Working data section start

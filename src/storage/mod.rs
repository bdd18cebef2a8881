//! Raw element buffers shared between an owning array and its views.

use core::{mem::ManuallyDrop, ptr::NonNull};
use std::rc::Rc;

/// A heap allocation addressed only through raw pointers.
///
/// No reference to an element is ever created, so any number of arrays may
/// read and write through pointers into the same buffer.
#[derive(Debug)]
pub struct Buffer<T> {
    ptr: NonNull<T>,
    len: usize,
    cap: usize,
}

impl<T> Buffer<T> {
    pub fn as_ptr(&self) -> *mut T {
        self.ptr.as_ptr()
    }

    pub fn as_non_null(&self) -> NonNull<T> {
        self.ptr
    }

    pub fn len(&self) -> usize {
        self.len
    }

    pub fn is_empty(&self) -> bool {
        self.len == 0
    }

    /// Whether `ptr` points into this allocation (or one past its end).
    pub fn contains(&self, ptr: *const T) -> bool {
        let start = self.ptr.as_ptr() as *const T;
        let end = start.wrapping_add(self.len);
        start <= ptr && ptr <= end
    }
}

impl<T> From<Vec<T>> for Buffer<T> {
    fn from(data: Vec<T>) -> Self {
        let mut data = ManuallyDrop::new(data);
        let len = data.len();
        let cap = data.capacity();
        // SAFETY: `Vec::as_mut_ptr` is never null, dangling only when the
        // capacity is zero.
        let ptr = unsafe { NonNull::new_unchecked(data.as_mut_ptr()) };
        Self { ptr, len, cap }
    }
}

impl<T> Drop for Buffer<T> {
    fn drop(&mut self) {
        // SAFETY: the parts come from a `Vec` that was never freed.
        unsafe { drop(Vec::from_raw_parts(self.ptr.as_ptr(), self.len, self.cap)) };
    }
}

/// Keep-alive handle to a buffer. The allocation is released when the last
/// handle is dropped.
pub type SharedBuffer<T> = Rc<Buffer<T>>;

pub fn share<T>(data: Vec<T>) -> SharedBuffer<T> {
    Rc::new(Buffer::from(data))
}

#[cfg(test)]
mod tests {
    use std::rc::Rc;

    use super::{share, Buffer};

    #[test]
    fn wrap_vec() {
        let data = vec![1_u32, 2, 3];
        let ptr = data.as_ptr();
        let buf = Buffer::from(data);

        assert_eq!(buf.as_ptr() as *const u32, ptr);
        assert_eq!(buf.len(), 3);
        assert!(buf.contains(ptr));
        assert!(buf.contains(ptr.wrapping_add(3)));
        assert!(!buf.contains(ptr.wrapping_add(4)));
    }

    #[test]
    fn release_after_last_handle() {
        let buf = share(vec![0_u8; 4]);
        let other = Rc::clone(&buf);

        assert_eq!(Rc::strong_count(&buf), 2);
        drop(buf);
        assert_eq!(Rc::strong_count(&other), 1);
        assert_eq!(other.len(), 4);
    }

    #[test]
    fn empty_buffer() {
        let buf = Buffer::<f64>::from(Vec::new());

        assert!(buf.is_empty());
    }
}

Working data section end

Give back the whole listing above. Keep every character the same.

filename src/storage/mod.rs
repository bdd18cebef2a8881
//! Raw element buffers shared between an owning array and its views.

use core::{mem::ManuallyDrop, ptr::NonNull};
use std::rc::Rc;

/// A heap allocation addressed only through raw pointers.
///
/// No reference to an element is ever created, so any number of arrays may
/// read and write through pointers into the same buffer.
#[derive(Debug)]
pub struct Buffer<T> {
    ptr: NonNull<T>,
    len: usize,
    cap: usize,
}

impl<T> Buffer<T> {
    pub fn as_ptr(&self) -> *mut T {
        self.ptr.as_ptr()
    }

    pub fn as_non_null(&self) -> NonNull<T> {
        self.ptr
    }

    pub fn len(&self) -> usize {
        self.len
    }

    pub fn is_empty(&self) -> bool {
        self.len == 0
    }

    /// Whether `ptr` points into this allocation (or one past its end).
    pub fn contains(&self, ptr: *const T) -> bool {
        let start = self.ptr.as_ptr() as *const T;
        let end = start.wrapping_add(self.len);
        start <= ptr && ptr <= end
    }
}

impl<T> From<Vec<T>> for Buffer<T> {
    fn from(data: Vec<T>) -> Self {
        let mut data = ManuallyDrop::new(data);
        let len = data.len();
        let cap = data.capacity();
        // SAFETY: `Vec::as_mut_ptr` is never null, dangling only when the
        // capacity is zero.
        let ptr = unsafe { NonNull::new_unchecked(data.as_mut_ptr()) };
        Self { ptr, len, cap }
    }
}

impl<T> Drop for Buffer<T> {
    fn drop(&mut self) {
        // SAFETY: the parts come from a `Vec` that was never freed.
        unsafe { drop(Vec::from_raw_parts(self.ptr.as_ptr(), self.len, self.cap)) };
    }
}

/// Keep-alive handle to a buffer. The allocation is released when the last
/// handle is dropped.
pub type SharedBuffer<T> = Rc<Buffer<T>>;

pub fn share<T>(data: Vec<T>) -> SharedBuffer<T> {
    Rc::new(Buffer::from(data))
}

#[cfg(test)]
mod tests {
    use std::rc::Rc;

    use super::{share, Buffer};

    #[test]
    fn wrap_vec() {
        let data = vec![1_u32, 2, 3];
        let ptr = data.as_ptr();
        let buf = Buffer::from(data);

        assert_eq!(buf.as_ptr() as *const u32, ptr);
        assert_eq!(buf.len(), 3);
        assert!(buf.contains(ptr));
        assert!(buf.contains(ptr.wrapping_add(3)));
        assert!(!buf.contains(ptr.wrapping_add(4)));
    }

    #[test]
    fn release_after_last_handle() {
        let buf = share(vec![0_u8; 4]);
        let other = Rc::clone(&buf);

        assert_eq!(Rc::strong_count(&buf), 2);
        drop(buf);
        assert_eq!(Rc::strong_count(&other), 1);
        assert_eq!(other.len(), 4);
    }

    #[test]
    fn empty_buffer() {
        let buf = Buffer::<f64>::from(Vec::new());

        assert!(buf.is_empty());
    }
}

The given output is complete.